Worst disaster ever confronted by UN: Official

GENEVA: The earthquake in Haiti is the worst disaster ever confronted by the United Nations, a spokeswoman said today, pointing out that the catastrophe has left affected regions with little infrastructure.

“This is a historic disaster. We have never been confronted with such a disaster in the UN memory. It is like no other,” Elisabeth Byrs, spokeswoman of the UN Office for the Coordination of Humanitarian Affairs, told AFP.

She noted that at least local government structures remained after the 2004 tsunami hit Indonesia’s Aceh province, but in Haiti, the town of Leogane, for example, had lost all its public services in the earthquake. The earthquake “has decapitated the city,” said Byrs, pointing out that this made coordination of aid efforts all the more difficult. Byrs had earlier said that a UN assessment team surveying towns to the west of Port-au-Prince found that up to 90 percent of the buildings in Leogane had been damaged or destroyed by Tuesday’s quake.

“No local government infrastructure remains,” she said. “According to the local police, between 5,000 to 10,000 people have been killed and most bodies are still in the collapsed buildings,” she said.

The assessment team also surveyed Carrefour, with 334,000 inhabitants, and found that 40-50 percent of buildings in the worst-affected areas in the town had been destroyed. The situation was similar in Gressier, which counts 25,000 inhabitants.
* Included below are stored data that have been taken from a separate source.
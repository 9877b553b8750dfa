//! # Focusboard Core Library
//!
//! Focus timing for kanban-style boards. A user picks a card, runs a
//! stopwatch or a pomodoro against it, and every finished session is written
//! back into the card's text as a log line. Totals are rebuilt by reading
//! those lines back.
//!
//! ## Architecture
//!
//! - **Timer Engine**: A wall-clock-based state machine that requires the caller
//!   to periodically invoke `tick()` (see [`timer::ticker`])
//! - **Boards**: Immutable item trees behind the [`BoardStore`] trait, with an
//!   in-memory and a markdown-file implementation
//! - **Time Log**: The log line codec and the synchronizer that parses and
//!   appends session lines
//! - **Storage**: TOML settings and the persisted timer snapshot
//!
//! ## Key Components
//!
//! - [`TimerEngine`]: Core timer state machine
//! - [`Settings`]: Application configuration management
//! - [`SessionLog`]: Deduplicated in-memory session history

pub mod board;
pub mod clock;
pub mod error;
pub mod events;
pub mod notify;
pub mod session;
pub mod stats;
pub mod storage;
pub mod timelog;
pub mod timer;

pub use board::{Board, BoardId, BoardIndex, BoardStore, Item, ItemId, MemoryBoardStore};
pub use clock::{Clock, ManualClock, SystemClock};
pub use error::{BoardError, ConfigError, CoreError, CueError, TimerError};
pub use events::{Observers, SubscriptionId, TimerEvent};
pub use notify::{Cue, Notifier, ReasonCollector, ReasonRequest};
pub use session::{FocusSession, TimerMode};
pub use storage::{MarkdownBoardStore, Settings, TimerStateFile};
pub use timelog::{LogLine, Marker, SessionLog};
pub use timer::{
    BreakCycle, BreakKind, Completion, Durations, EngineSnapshot, Phase, StartOutcome,
    StopOutcome, TimerEngine, TimerState, TimerStatus, Toggled,
};
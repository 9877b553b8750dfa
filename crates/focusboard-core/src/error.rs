//! Core error types for focusboard-core.
//!
//! This module defines the error hierarchy using thiserror. Conditions the
//! timer treats as non-fatal (a missing owner board on append, a malformed
//! log line) never surface here.

use std::path::PathBuf;
use thiserror::Error;

/// Core error type for focusboard-core.
#[derive(Error, Debug)]
pub enum CoreError {
    /// Configuration-related errors
    #[error("Configuration error: {0}")]
    Config(#[from] ConfigError),

    /// Board store errors
    #[error("Board error: {0}")]
    Board(#[from] BoardError),

    /// Timer transition errors
    #[error("Timer error: {0}")]
    Timer(#[from] TimerError),

    /// IO errors
    #[error("IO error: {0}")]
    Io(#[from] std::io::Error),

    /// Serialization/deserialization errors
    #[error("JSON error: {0}")]
    Json(#[from] serde_json::Error),
}

/// Configuration-specific errors.
#[derive(Error, Debug)]
pub enum ConfigError {
    /// Failed to load configuration
    #[error("Failed to load configuration from {path}: {message}")]
    LoadFailed { path: PathBuf, message: String },

    /// Failed to save configuration
    #[error("Failed to save configuration to {path}: {message}")]
    SaveFailed { path: PathBuf, message: String },

    /// Invalid configuration value
    #[error("Invalid configuration value for '{key}': {message}")]
    InvalidValue { key: String, message: String },

    /// Unknown configuration key
    #[error("unknown config key: {0}")]
    UnknownKey(String),

    /// Data directory could not be determined or created
    #[error("Data directory unavailable: {0}")]
    DataDir(String),
}

/// Errors raised by board stores.
#[derive(Error, Debug)]
pub enum BoardError {
    #[error("Board not found: {0}")]
    NotFound(String),

    #[error("Malformed board {path} at line {line}: {message}")]
    Malformed {
        path: PathBuf,
        line: usize,
        message: String,
    },

    #[error("Failed to access board {path}: {source}")]
    Io {
        path: PathBuf,
        #[source]
        source: std::io::Error,
    },
}

/// Timer transition errors.
///
/// Both variants are recoverable: the engine state is left untouched.
#[derive(Error, Debug, Clone, PartialEq, Eq)]
pub enum TimerError {
    #[error("no target selected: pick a card before starting a timer")]
    NoTargetSelected,

    #[error("no stop decision is pending")]
    NoPendingDecision,
}

/// Sound cue playback errors.
#[derive(Error, Debug)]
pub enum CueError {
    #[error("Sound file not found: {0}")]
    Missing(PathBuf),

    #[error("Failed to play {path}: {message}")]
    Playback { path: PathBuf, message: String },
}

impl From<toml::de::Error> for ConfigError {
    fn from(err: toml::de::Error) -> Self {
        ConfigError::InvalidValue {
            key: "<file>".into(),
            message: err.to_string(),
        }
    }
}

/// Result type alias for CoreError
pub type Result<T, E = CoreError> = std::result::Result<T, E>;
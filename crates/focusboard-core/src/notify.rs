//! Collaborators the timer talks to but does not own: user notices, sound
//! cues and the "why did you stop?" prompt.

use std::path::Path;

use serde::{Deserialize, Serialize};

use crate::board::BoardId;
use crate::error::CueError;
use crate::storage::SoundSettings;

#[derive(Debug, Clone, Copy, PartialEq, Eq, Serialize, Deserialize)]
#[serde(rename_all = "snake_case")]
pub enum Cue {
    SessionEnd,
    BreakEnd,
}

/// User-facing output: short notices and sound cues.
pub trait Notifier: Send {
    fn notice(&mut self, message: &str);

    /// Play a user-supplied sound file.
    fn play_file(&mut self, path: &Path) -> Result<(), CueError>;

    /// Play the generated fallback tone. Must not fail.
    fn play_tone(&mut self, cue: Cue);
}

/// Sends notices to the log and plays nothing.
#[derive(Debug, Default, Clone, Copy)]
pub struct TracingNotifier;

impl Notifier for TracingNotifier {
    fn notice(&mut self, message: &str) {
        tracing::info!(notice = message);
    }

    fn play_file(&mut self, path: &Path) -> Result<(), CueError> {
        if !path.exists() {
            return Err(CueError::Missing(path.to_path_buf()));
        }
        tracing::debug!(path = %path.display(), "sound cue");
        Ok(())
    }

    fn play_tone(&mut self, cue: Cue) {
        tracing::debug!(?cue, "tone cue");
    }
}

/// Notices go to stderr with a terminal bell for tones; custom sound files
/// are handed to the system's default player.
#[derive(Debug, Default, Clone, Copy)]
pub struct DesktopNotifier;

impl Notifier for DesktopNotifier {
    fn notice(&mut self, message: &str) {
        tracing::info!(notice = message);
        eprintln!("{message}");
    }

    fn play_file(&mut self, path: &Path) -> Result<(), CueError> {
        if !path.exists() {
            return Err(CueError::Missing(path.to_path_buf()));
        }
        open::that(path).map_err(|e| CueError::Playback {
            path: path.to_path_buf(),
            message: e.to_string(),
        })
    }

    fn play_tone(&mut self, cue: Cue) {
        tracing::debug!(?cue, "tone cue");
        eprint!("\x07");
    }
}

/// Play the cue for `cue` according to `sound`.
///
/// Silent when sound is disabled. A custom sound that fails is logged and
/// replaced by the generated tone.
pub fn play_cue(notifier: &mut dyn Notifier, sound: &SoundSettings, cue: Cue) {
    if !sound.enabled {
        return;
    }
    match sound.custom_sound.as_deref() {
        Some(path) => {
            if let Err(e) = notifier.play_file(path) {
                tracing::warn!(error = %e, "custom sound failed; using tone");
                notifier.play_tone(cue);
            }
        }
        None => notifier.play_tone(cue),
    }
}

/// What the stop prompt should offer.
#[derive(Debug, Clone, PartialEq, Eq, Serialize, Deserialize)]
pub struct ReasonRequest {
    /// Board owning the stopped item, when known.
    pub board: Option<BoardId>,
    pub reasons: Vec<String>,
}

/// Shows the stop prompt.
///
/// The answer is delivered later through
/// [`TimerEngine::resolve_with_reason`](crate::TimerEngine::resolve_with_reason)
/// or [`TimerEngine::resolve_cancelled`](crate::TimerEngine::resolve_cancelled).
pub trait ReasonCollector: Send {
    fn request(&mut self, request: &ReasonRequest);
}

/// Collector for callers that poll the engine for the pending request.
#[derive(Debug, Default, Clone, Copy)]
pub struct NoopCollector;

impl ReasonCollector for NoopCollector {
    fn request(&mut self, _request: &ReasonRequest) {}
}

#[cfg(test)]
mod tests {
    use super::*;
    use std::path::PathBuf;

    #[derive(Default)]
    struct Recorder {
        tones: Vec<Cue>,
        files: Vec<PathBuf>,
        fail_files: bool,
    }

    impl Notifier for Recorder {
        fn notice(&mut self, _message: &str) {}

        fn play_file(&mut self, path: &Path) -> Result<(), CueError> {
            self.files.push(path.to_path_buf());
            if self.fail_files {
                Err(CueError::Playback {
                    path: path.to_path_buf(),
                    message: "unsupported format".into(),
                })
            } else {
                Ok(())
            }
        }

        fn play_tone(&mut self, cue: Cue) {
            self.tones.push(cue);
        }
    }

    #[test]
    fn disabled_sound_plays_nothing() {
        let mut rec = Recorder::default();
        let sound = SoundSettings {
            enabled: false,
            custom_sound: Some("bell.wav".into()),
        };
        play_cue(&mut rec, &sound, Cue::SessionEnd);
        assert!(rec.tones.is_empty() && rec.files.is_empty());
    }

    #[test]
    fn failing_custom_sound_falls_back_to_tone() {
        let mut rec = Recorder {
            fail_files: true,
            ..Recorder::default()
        };
        let sound = SoundSettings {
            enabled: true,
            custom_sound: Some("bell.xyz".into()),
        };
        play_cue(&mut rec, &sound, Cue::BreakEnd);
        assert_eq!(rec.files.len(), 1);
        assert_eq!(rec.tones, vec![Cue::BreakEnd]);
    }

    #[test]
    fn working_custom_sound_skips_tone() {
        let mut rec = Recorder::default();
        let sound = SoundSettings {
            enabled: true,
            custom_sound: Some("bell.wav".into()),
        };
        play_cue(&mut rec, &sound, Cue::SessionEnd);
        assert!(rec.tones.is_empty());
    }

    #[test]
    fn tracing_notifier_reports_missing_file() {
        let mut n = TracingNotifier;
        assert!(matches!(
            n.play_file(Path::new("/definitely/not/here.wav")),
            Err(CueError::Missing(_))
        ));
    }
}
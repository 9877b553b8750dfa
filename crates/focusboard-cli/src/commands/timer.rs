use std::error::Error;
use std::path::PathBuf;
use std::sync::{Arc, Mutex};
use std::time::Duration;

use clap::Subcommand;
use serde::Serialize;
use tokio::sync::watch;

use focusboard_core::timer::ticker;
use focusboard_core::{
    BoardIndex, Completion, FocusSession, ItemId, ReasonRequest, StartOutcome, StopOutcome,
    TimerEngine, TimerMode, TimerStatus, Toggled,
};

use super::Workspace;

#[derive(Subcommand)]
pub enum TimerAction {
    /// Start timing an item
    Start {
        /// Timer mode: stopwatch or pomodoro
        #[arg(long, default_value = "stopwatch")]
        mode: TimerMode,
        /// Item id (see `board items`)
        item: String,
    },
    /// Stop the running timer
    Stop {
        /// Record the session with this reason right away
        #[arg(long, conflicts_with = "no_ask")]
        reason: Option<String>,
        /// Record the session without asking for a reason
        #[arg(long)]
        no_ask: bool,
    },
    /// Answer a pending stop with a reason
    Reason {
        reason: String,
    },
    /// Dismiss a pending stop and keep timing
    Cancel,
    /// Stop if running, otherwise start
    Toggle {
        #[arg(long, default_value = "stopwatch")]
        mode: TimerMode,
        item: String,
    },
    /// Record the current session and continue in the other mode
    Switch,
    /// Print current timer state as JSON
    Status,
    /// Print the timer state every second until it stops
    Watch,
    /// Discard the current session and go idle
    Reset,
}

#[derive(Serialize)]
struct Report {
    outcome: &'static str,
    #[serde(skip_serializing_if = "Option::is_none")]
    session: Option<FocusSession>,
    #[serde(skip_serializing_if = "Option::is_none")]
    prompt: Option<ReasonRequest>,
    #[serde(skip_serializing_if = "Vec::is_empty")]
    completed: Vec<Completion>,
    status: TimerStatus,
}

impl Report {
    fn new(outcome: &'static str, engine: &TimerEngine) -> Self {
        Self {
            outcome,
            session: None,
            prompt: None,
            completed: Vec::new(),
            status: engine.status(),
        }
    }

    fn print(self) -> Result<(), Box<dyn Error>> {
        println!("{}", serde_json::to_string_pretty(&self)?);
        Ok(())
    }
}

fn known_item(engine: &TimerEngine, item: &str) -> Result<ItemId, Box<dyn Error>> {
    let id = ItemId::from(item);
    if BoardIndex::build(&engine.boards()).locate(&id).is_none() {
        return Err(format!("unknown item: {item}").into());
    }
    Ok(id)
}

fn start_outcome(outcome: StartOutcome) -> &'static str {
    match outcome {
        StartOutcome::Started => "started",
        StartOutcome::AlreadyRunning => "already_running",
        StartOutcome::AwaitingDecision => "awaiting_reason",
    }
}

fn stop_report(outcome: StopOutcome, engine: &TimerEngine) -> Report {
    match outcome {
        StopOutcome::NotRunning => Report::new("not_running", engine),
        StopOutcome::AlreadyAwaiting => Report::new("awaiting_reason", engine),
        StopOutcome::Finalized(session) => Report {
            session: Some(session),
            ..Report::new("stopped", engine)
        },
        StopOutcome::AwaitingReason(request) => Report {
            prompt: Some(request),
            ..Report::new("awaiting_reason", engine)
        },
    }
}

pub fn run(boards: &[PathBuf], action: TimerAction) -> Result<(), Box<dyn Error>> {
    let mut ws = Workspace::open(boards)?;

    if let TimerAction::Watch = action {
        return watch_loop(ws);
    }

    // Complete whatever ran out while no process was ticking.
    let completed = ws.engine.tick_until_idle();
    let engine = &mut ws.engine;
    let mut report = match action {
        TimerAction::Start { mode, item } => {
            let id = known_item(engine, &item)?;
            let outcome = engine.start(mode, Some(id))?;
            Report::new(start_outcome(outcome), engine)
        }
        TimerAction::Stop { reason, no_ask } => {
            let outcome = engine.stop(!no_ask);
            match (reason, outcome) {
                (Some(reason), StopOutcome::AwaitingReason(_)) => {
                    let session = engine.resolve_with_reason(&reason)?;
                    Report {
                        session: Some(session),
                        ..Report::new("stopped", engine)
                    }
                }
                (_, outcome) => stop_report(outcome, engine),
            }
        }
        TimerAction::Reason { reason } => {
            let session = engine.resolve_with_reason(&reason)?;
            Report {
                session: Some(session),
                ..Report::new("stopped", engine)
            }
        }
        TimerAction::Cancel => {
            engine.resolve_cancelled()?;
            Report::new("resumed", engine)
        }
        TimerAction::Toggle { mode, item } => {
            let id = known_item(engine, &item)?;
            match engine.toggle(mode, Some(id))? {
                Toggled::Start(outcome) => Report::new(start_outcome(outcome), engine),
                Toggled::Stop(outcome) => stop_report(outcome, engine),
            }
        }
        TimerAction::Switch => {
            let outcome = engine.switch_mode()?;
            Report::new(start_outcome(outcome), engine)
        }
        TimerAction::Status | TimerAction::Watch => Report::new("status", engine),
        TimerAction::Reset => {
            let mode = engine.state().mode;
            let target = engine.state().target.clone();
            engine.reset(mode, target);
            Report::new("reset", engine)
        }
    };
    report.completed = completed;

    ws.save()?;
    report.print()
}

/// Tick in the background and print one status line per second until the
/// timer stops or Ctrl-C is pressed.
fn watch_loop(ws: Workspace) -> Result<(), Box<dyn Error>> {
    let (engine, state) = ws.into_parts();
    let engine = Arc::new(Mutex::new(engine));

    let runtime = tokio::runtime::Runtime::new()?;
    runtime.block_on(async {
        let (shutdown_tx, shutdown_rx) = watch::channel(false);
        let ticking = tokio::spawn(ticker::run(
            Arc::clone(&engine),
            ticker::TICK_INTERVAL,
            shutdown_rx,
            |done| {
                if let Ok(line) = serde_json::to_string(done) {
                    println!("{line}");
                }
            },
        ));

        let mut every_second = tokio::time::interval(Duration::from_secs(1));
        loop {
            tokio::select! {
                _ = every_second.tick() => {
                    let status = engine.lock().unwrap_or_else(|e| e.into_inner()).status();
                    if let Ok(line) = serde_json::to_string(&status) {
                        println!("{line}");
                    }
                    if !status.running {
                        break;
                    }
                }
                _ = tokio::signal::ctrl_c() => break,
            }
        }

        let _ = shutdown_tx.send(true);
        if let Err(e) = ticking.await {
            tracing::warn!(error = %e, "ticker task failed");
        }
    });

    let engine = Arc::try_unwrap(engine)
        .map_err(|_| "timer is still shared")?
        .into_inner()
        .unwrap_or_else(|e| e.into_inner());
    Workspace::from_parts(engine, state).save()
}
Buildings destroyed there included the police station.

“Search and rescue teams are in these areas,” said Byrs, who stressed that

there was an “urgent need for medical care.” The situation in the three towns indicate the scale of the destruction beyond the capital, Byrs said, adding

that the disaster was the “worst in

terms of organisation and coordination of the emergency response.” Some 27 international search and rescue teams comprising 1,500 workers and 115 dogs were active in the disaster area and had already pulled out a total of 58 survivors from the debris, said Byrs.